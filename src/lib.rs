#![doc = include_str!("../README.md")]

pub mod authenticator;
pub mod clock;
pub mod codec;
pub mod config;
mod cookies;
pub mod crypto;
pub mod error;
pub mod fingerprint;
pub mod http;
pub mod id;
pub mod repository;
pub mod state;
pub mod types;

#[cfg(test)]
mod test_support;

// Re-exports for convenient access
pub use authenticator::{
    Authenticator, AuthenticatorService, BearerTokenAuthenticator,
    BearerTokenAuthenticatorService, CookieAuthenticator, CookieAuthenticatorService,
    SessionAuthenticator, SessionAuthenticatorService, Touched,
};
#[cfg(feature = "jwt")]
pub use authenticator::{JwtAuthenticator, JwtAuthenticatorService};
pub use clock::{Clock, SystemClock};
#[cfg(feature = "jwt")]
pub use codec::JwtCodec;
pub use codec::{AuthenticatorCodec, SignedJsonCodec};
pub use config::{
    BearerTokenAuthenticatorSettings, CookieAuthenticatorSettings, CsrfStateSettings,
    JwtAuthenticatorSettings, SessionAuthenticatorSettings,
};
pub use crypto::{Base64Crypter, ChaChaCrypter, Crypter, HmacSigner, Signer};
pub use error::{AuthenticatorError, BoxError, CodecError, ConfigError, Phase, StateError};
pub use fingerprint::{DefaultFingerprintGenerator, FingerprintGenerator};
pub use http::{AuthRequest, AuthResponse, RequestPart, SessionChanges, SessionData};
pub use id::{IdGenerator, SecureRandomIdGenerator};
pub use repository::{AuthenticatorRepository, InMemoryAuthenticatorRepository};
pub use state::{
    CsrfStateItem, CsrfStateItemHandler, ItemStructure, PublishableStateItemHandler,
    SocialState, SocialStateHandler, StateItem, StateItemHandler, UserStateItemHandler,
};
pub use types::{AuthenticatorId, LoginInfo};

◆ ◆ ◆

> [Required work] Across the records above, show each line containing the word "error".

> [Solution to this exercise]
pub mod error;
pub use error::{AuthenticatorError, BoxError, CodecError, ConfigError, Phase, StateError};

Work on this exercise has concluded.